--- Task description ---
Using the data beneath, show every line that includes the word "buffer".

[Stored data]
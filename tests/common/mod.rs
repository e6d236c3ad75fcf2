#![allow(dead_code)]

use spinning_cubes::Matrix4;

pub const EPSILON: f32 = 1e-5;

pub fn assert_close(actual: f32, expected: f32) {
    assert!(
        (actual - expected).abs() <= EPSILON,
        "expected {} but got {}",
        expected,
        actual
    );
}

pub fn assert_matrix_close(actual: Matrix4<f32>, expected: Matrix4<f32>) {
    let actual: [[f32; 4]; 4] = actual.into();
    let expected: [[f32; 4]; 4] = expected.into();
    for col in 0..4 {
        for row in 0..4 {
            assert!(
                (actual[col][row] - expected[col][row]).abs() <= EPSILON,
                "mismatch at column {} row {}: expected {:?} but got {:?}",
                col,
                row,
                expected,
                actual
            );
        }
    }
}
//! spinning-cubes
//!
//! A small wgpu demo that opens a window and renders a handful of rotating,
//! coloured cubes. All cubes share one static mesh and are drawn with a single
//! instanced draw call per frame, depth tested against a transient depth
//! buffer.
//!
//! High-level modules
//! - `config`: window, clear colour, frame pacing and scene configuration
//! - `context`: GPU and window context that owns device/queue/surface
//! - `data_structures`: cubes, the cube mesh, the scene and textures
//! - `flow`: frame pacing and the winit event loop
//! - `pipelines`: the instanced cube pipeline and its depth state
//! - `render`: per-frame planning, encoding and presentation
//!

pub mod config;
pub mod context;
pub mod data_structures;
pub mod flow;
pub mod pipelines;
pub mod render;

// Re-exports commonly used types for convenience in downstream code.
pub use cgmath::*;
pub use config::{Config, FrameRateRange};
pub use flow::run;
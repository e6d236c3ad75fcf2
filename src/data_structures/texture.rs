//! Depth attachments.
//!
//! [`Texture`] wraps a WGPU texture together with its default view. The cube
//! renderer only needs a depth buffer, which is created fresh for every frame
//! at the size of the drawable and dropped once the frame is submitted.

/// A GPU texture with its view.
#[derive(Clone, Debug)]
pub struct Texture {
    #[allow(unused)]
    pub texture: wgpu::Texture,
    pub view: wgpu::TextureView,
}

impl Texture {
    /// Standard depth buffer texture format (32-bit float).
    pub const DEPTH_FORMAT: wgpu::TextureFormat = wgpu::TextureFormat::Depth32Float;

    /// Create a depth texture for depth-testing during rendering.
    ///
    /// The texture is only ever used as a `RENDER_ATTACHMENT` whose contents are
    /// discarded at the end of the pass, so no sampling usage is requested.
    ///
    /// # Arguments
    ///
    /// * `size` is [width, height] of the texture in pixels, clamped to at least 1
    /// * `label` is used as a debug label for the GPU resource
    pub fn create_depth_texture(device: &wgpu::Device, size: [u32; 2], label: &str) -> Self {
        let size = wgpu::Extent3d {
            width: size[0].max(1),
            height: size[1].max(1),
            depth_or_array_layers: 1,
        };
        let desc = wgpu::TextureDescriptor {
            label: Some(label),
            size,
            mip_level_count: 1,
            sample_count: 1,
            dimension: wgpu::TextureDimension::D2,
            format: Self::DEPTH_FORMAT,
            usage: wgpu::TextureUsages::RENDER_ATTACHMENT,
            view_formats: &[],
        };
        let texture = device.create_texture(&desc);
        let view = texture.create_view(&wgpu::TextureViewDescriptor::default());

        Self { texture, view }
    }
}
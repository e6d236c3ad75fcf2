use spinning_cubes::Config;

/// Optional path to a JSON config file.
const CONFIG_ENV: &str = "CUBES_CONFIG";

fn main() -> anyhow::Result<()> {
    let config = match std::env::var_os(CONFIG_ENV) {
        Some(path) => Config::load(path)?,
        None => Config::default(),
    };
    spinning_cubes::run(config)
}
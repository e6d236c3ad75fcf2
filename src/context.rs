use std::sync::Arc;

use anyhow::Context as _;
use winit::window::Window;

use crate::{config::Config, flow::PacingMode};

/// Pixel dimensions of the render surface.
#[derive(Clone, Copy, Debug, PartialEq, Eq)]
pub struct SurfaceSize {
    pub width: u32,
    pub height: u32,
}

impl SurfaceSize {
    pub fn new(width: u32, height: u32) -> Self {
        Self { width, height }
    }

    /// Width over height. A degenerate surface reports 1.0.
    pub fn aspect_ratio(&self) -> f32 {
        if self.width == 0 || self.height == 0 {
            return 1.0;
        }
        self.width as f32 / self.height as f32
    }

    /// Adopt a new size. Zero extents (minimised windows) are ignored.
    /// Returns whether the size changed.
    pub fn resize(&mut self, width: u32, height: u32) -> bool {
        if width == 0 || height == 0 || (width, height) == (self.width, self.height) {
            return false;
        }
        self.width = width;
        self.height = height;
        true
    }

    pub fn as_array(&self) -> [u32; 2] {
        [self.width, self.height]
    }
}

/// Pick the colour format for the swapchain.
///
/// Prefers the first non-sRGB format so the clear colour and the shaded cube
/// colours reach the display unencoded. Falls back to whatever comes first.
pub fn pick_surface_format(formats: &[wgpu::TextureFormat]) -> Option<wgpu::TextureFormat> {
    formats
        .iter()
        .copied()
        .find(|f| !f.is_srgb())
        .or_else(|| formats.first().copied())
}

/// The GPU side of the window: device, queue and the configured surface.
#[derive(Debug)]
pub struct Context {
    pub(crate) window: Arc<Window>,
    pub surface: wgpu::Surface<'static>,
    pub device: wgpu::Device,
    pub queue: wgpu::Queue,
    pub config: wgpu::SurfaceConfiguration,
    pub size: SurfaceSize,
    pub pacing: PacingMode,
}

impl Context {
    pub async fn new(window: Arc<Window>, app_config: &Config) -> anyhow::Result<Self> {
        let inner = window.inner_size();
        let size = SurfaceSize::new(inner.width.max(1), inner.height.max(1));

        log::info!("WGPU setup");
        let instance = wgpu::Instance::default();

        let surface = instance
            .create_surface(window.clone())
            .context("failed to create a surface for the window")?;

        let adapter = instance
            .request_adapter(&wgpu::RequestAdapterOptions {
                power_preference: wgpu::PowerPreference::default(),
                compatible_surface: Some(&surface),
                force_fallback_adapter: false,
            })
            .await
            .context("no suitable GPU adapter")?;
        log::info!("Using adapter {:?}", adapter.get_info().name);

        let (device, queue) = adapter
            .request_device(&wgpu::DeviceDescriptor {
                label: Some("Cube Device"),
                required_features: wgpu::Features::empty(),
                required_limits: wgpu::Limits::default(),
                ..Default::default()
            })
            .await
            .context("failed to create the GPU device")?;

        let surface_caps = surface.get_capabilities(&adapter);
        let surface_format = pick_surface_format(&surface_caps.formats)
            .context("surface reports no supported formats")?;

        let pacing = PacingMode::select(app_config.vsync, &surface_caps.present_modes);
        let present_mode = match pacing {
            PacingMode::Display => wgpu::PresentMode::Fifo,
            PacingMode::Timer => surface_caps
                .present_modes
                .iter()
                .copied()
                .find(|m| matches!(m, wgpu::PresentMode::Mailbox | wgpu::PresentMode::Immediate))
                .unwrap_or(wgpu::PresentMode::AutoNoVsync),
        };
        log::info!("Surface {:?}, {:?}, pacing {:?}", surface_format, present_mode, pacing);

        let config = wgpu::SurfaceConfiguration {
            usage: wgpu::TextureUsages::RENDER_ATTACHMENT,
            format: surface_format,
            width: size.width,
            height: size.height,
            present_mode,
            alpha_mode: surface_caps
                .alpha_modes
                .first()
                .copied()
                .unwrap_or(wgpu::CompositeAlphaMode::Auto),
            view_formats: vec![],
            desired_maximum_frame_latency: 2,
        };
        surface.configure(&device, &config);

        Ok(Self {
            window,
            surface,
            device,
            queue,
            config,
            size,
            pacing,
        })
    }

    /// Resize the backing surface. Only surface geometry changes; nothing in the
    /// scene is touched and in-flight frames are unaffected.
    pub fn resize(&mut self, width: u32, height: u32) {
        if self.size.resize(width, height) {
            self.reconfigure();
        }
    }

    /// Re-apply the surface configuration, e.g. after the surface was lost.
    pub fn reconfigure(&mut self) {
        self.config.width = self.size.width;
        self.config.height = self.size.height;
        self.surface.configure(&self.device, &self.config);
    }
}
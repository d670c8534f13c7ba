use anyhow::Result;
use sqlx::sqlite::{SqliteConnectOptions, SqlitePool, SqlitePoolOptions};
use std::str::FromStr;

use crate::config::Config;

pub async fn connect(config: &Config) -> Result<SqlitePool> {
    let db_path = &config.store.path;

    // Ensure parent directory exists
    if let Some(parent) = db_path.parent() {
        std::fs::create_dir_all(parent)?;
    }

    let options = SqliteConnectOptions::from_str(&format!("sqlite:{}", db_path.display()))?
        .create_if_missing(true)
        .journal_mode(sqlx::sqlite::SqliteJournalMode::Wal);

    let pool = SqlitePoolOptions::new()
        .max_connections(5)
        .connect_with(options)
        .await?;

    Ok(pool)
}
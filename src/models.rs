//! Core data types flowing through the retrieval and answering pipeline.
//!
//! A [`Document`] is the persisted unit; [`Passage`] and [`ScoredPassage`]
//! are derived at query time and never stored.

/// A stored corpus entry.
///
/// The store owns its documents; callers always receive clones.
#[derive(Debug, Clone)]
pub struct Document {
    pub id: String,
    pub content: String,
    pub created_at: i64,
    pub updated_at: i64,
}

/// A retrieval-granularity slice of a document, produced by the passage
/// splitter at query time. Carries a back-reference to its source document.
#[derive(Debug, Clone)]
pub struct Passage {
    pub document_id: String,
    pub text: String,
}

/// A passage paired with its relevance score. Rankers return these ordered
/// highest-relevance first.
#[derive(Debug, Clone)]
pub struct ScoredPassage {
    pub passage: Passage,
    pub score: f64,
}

--- Completed task ---
//! buffer.
//! renderer only needs a depth buffer, which is created fresh for every frame
    /// Standard depth buffer texture format (32-bit float).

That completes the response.